YOUR OBJECTIVE ->
From the first line to the last, repeat the data below exactly.

DATA SHOWN ->
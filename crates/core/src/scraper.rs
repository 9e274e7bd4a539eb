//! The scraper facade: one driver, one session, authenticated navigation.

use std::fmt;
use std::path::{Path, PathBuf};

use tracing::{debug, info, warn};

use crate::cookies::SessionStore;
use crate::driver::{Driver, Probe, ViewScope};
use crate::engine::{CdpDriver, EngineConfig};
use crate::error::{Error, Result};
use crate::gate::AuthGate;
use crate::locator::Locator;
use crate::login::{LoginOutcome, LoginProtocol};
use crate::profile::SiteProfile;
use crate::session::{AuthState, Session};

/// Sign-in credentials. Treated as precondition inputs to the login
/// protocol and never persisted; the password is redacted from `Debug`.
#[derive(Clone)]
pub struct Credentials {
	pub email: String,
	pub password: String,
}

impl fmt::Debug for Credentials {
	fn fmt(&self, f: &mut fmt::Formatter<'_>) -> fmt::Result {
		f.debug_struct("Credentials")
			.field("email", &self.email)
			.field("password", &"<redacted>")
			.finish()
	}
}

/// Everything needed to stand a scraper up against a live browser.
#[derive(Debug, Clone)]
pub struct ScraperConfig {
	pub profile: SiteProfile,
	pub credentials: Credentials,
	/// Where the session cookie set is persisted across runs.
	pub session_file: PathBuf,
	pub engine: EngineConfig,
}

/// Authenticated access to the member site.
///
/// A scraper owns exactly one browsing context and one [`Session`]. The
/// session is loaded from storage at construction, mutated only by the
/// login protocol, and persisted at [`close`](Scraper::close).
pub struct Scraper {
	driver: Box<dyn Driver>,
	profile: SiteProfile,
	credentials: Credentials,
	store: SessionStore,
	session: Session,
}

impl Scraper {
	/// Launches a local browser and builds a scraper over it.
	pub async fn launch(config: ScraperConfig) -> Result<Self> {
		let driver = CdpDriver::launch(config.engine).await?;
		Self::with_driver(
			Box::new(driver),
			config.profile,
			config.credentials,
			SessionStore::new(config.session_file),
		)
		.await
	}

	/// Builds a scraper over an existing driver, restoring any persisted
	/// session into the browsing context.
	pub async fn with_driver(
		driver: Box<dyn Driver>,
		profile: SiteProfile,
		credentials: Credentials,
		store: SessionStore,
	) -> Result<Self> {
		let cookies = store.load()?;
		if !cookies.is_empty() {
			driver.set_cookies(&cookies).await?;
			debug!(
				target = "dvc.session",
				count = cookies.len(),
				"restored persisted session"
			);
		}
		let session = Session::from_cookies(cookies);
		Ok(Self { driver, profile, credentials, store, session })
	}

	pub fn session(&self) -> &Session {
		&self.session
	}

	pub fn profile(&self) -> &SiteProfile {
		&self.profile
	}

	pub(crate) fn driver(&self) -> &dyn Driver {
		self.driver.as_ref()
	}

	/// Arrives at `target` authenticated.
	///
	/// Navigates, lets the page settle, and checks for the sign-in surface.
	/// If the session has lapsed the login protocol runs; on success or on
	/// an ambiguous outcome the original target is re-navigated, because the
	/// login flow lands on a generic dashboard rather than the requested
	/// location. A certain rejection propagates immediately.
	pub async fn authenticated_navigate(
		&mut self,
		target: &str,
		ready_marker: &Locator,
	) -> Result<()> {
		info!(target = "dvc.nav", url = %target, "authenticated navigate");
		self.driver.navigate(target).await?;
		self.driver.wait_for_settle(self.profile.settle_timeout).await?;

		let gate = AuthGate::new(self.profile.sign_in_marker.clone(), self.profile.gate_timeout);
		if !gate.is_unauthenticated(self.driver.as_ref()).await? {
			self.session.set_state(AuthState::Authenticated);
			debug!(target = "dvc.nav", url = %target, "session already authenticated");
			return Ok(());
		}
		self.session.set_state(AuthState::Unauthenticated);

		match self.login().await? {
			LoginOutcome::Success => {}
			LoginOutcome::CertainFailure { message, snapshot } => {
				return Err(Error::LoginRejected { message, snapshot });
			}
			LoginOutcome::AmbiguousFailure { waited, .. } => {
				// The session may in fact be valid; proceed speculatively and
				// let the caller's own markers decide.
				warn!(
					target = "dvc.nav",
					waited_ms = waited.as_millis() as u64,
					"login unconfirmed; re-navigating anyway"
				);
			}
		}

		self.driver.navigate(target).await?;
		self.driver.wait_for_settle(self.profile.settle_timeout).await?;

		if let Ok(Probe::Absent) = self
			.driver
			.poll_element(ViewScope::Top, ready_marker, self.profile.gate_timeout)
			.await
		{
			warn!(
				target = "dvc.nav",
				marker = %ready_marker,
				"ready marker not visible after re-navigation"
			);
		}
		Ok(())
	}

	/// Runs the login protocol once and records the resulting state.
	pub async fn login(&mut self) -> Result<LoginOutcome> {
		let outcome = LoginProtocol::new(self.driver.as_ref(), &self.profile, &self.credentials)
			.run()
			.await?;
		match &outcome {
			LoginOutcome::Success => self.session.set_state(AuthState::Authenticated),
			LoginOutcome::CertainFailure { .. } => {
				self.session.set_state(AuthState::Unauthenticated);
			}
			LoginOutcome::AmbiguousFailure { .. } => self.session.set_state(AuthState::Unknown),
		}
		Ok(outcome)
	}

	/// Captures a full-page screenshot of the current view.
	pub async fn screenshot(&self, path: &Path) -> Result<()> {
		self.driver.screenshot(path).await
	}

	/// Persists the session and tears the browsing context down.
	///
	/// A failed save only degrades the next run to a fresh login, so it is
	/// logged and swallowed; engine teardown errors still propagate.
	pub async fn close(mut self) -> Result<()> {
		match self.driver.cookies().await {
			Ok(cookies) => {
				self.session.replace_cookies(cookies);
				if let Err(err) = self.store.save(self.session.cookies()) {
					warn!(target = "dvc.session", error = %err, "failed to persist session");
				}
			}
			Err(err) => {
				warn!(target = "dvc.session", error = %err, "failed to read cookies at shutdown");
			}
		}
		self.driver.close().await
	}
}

OUTPUT OF THE EXERCISE ->
filename crates/core/src/scraper.rs
repository 9e274e7bd4a539eb
//! The scraper facade: one driver, one session, authenticated navigation.

use std::fmt;
use std::path::{Path, PathBuf};

use tracing::{debug, info, warn};

use crate::cookies::SessionStore;
use crate::driver::{Driver, Probe, ViewScope};
use crate::engine::{CdpDriver, EngineConfig};
use crate::error::{Error, Result};
use crate::gate::AuthGate;
use crate::locator::Locator;
use crate::login::{LoginOutcome, LoginProtocol};
use crate::profile::SiteProfile;
use crate::session::{AuthState, Session};

/// Sign-in credentials. Treated as precondition inputs to the login
/// protocol and never persisted; the password is redacted from `Debug`.
#[derive(Clone)]
pub struct Credentials {
	pub email: String,
	pub password: String,
}

impl fmt::Debug for Credentials {
	fn fmt(&self, f: &mut fmt::Formatter<'_>) -> fmt::Result {
		f.debug_struct("Credentials")
			.field("email", &self.email)
			.field("password", &"<redacted>")
			.finish()
	}
}

/// Everything needed to stand a scraper up against a live browser.
#[derive(Debug, Clone)]
pub struct ScraperConfig {
	pub profile: SiteProfile,
	pub credentials: Credentials,
	/// Where the session cookie set is persisted across runs.
	pub session_file: PathBuf,
	pub engine: EngineConfig,
}

/// Authenticated access to the member site.
///
/// A scraper owns exactly one browsing context and one [`Session`]. The
/// session is loaded from storage at construction, mutated only by the
/// login protocol, and persisted at [`close`](Scraper::close).
pub struct Scraper {
	driver: Box<dyn Driver>,
	profile: SiteProfile,
	credentials: Credentials,
	store: SessionStore,
	session: Session,
}

impl Scraper {
	/// Launches a local browser and builds a scraper over it.
	pub async fn launch(config: ScraperConfig) -> Result<Self> {
		let driver = CdpDriver::launch(config.engine).await?;
		Self::with_driver(
			Box::new(driver),
			config.profile,
			config.credentials,
			SessionStore::new(config.session_file),
		)
		.await
	}

	/// Builds a scraper over an existing driver, restoring any persisted
	/// session into the browsing context.
	pub async fn with_driver(
		driver: Box<dyn Driver>,
		profile: SiteProfile,
		credentials: Credentials,
		store: SessionStore,
	) -> Result<Self> {
		let cookies = store.load()?;
		if !cookies.is_empty() {
			driver.set_cookies(&cookies).await?;
			debug!(
				target = "dvc.session",
				count = cookies.len(),
				"restored persisted session"
			);
		}
		let session = Session::from_cookies(cookies);
		Ok(Self { driver, profile, credentials, store, session })
	}

	pub fn session(&self) -> &Session {
		&self.session
	}

	pub fn profile(&self) -> &SiteProfile {
		&self.profile
	}

	pub(crate) fn driver(&self) -> &dyn Driver {
		self.driver.as_ref()
	}

	/// Arrives at `target` authenticated.
	///
	/// Navigates, lets the page settle, and checks for the sign-in surface.
	/// If the session has lapsed the login protocol runs; on success or on
	/// an ambiguous outcome the original target is re-navigated, because the
	/// login flow lands on a generic dashboard rather than the requested
	/// location. A certain rejection propagates immediately.
	pub async fn authenticated_navigate(
		&mut self,
		target: &str,
		ready_marker: &Locator,
	) -> Result<()> {
		info!(target = "dvc.nav", url = %target, "authenticated navigate");
		self.driver.navigate(target).await?;
		self.driver.wait_for_settle(self.profile.settle_timeout).await?;

		let gate = AuthGate::new(self.profile.sign_in_marker.clone(), self.profile.gate_timeout);
		if !gate.is_unauthenticated(self.driver.as_ref()).await? {
			self.session.set_state(AuthState::Authenticated);
			debug!(target = "dvc.nav", url = %target, "session already authenticated");
			return Ok(());
		}
		self.session.set_state(AuthState::Unauthenticated);

		match self.login().await? {
			LoginOutcome::Success => {}
			LoginOutcome::CertainFailure { message, snapshot } => {
				return Err(Error::LoginRejected { message, snapshot });
			}
			LoginOutcome::AmbiguousFailure { waited, .. } => {
				// The session may in fact be valid; proceed speculatively and
				// let the caller's own markers decide.
				warn!(
					target = "dvc.nav",
					waited_ms = waited.as_millis() as u64,
					"login unconfirmed; re-navigating anyway"
				);
			}
		}

		self.driver.navigate(target).await?;
		self.driver.wait_for_settle(self.profile.settle_timeout).await?;

		if let Ok(Probe::Absent) = self
			.driver
			.poll_element(ViewScope::Top, ready_marker, self.profile.gate_timeout)
			.await
		{
			warn!(
				target = "dvc.nav",
				marker = %ready_marker,
				"ready marker not visible after re-navigation"
			);
		}
		Ok(())
	}

	/// Runs the login protocol once and records the resulting state.
	pub async fn login(&mut self) -> Result<LoginOutcome> {
		let outcome = LoginProtocol::new(self.driver.as_ref(), &self.profile, &self.credentials)
			.run()
			.await?;
		match &outcome {
			LoginOutcome::Success => self.session.set_state(AuthState::Authenticated),
			LoginOutcome::CertainFailure { .. } => {
				self.session.set_state(AuthState::Unauthenticated);
			}
			LoginOutcome::AmbiguousFailure { .. } => self.session.set_state(AuthState::Unknown),
		}
		Ok(outcome)
	}

	/// Captures a full-page screenshot of the current view.
	pub async fn screenshot(&self, path: &Path) -> Result<()> {
		self.driver.screenshot(path).await
	}

	/// Persists the session and tears the browsing context down.
	///
	/// A failed save only degrades the next run to a fresh login, so it is
	/// logged and swallowed; engine teardown errors still propagate.
	pub async fn close(mut self) -> Result<()> {
		match self.driver.cookies().await {
			Ok(cookies) => {
				self.session.replace_cookies(cookies);
				if let Err(err) = self.store.save(self.session.cookies()) {
					warn!(target = "dvc.session", error = %err, "failed to persist session");
				}
			}
			Err(err) => {
				warn!(target = "dvc.session", error = %err, "failed to read cookies at shutdown");
			}
		}
		self.driver.close().await
	}
}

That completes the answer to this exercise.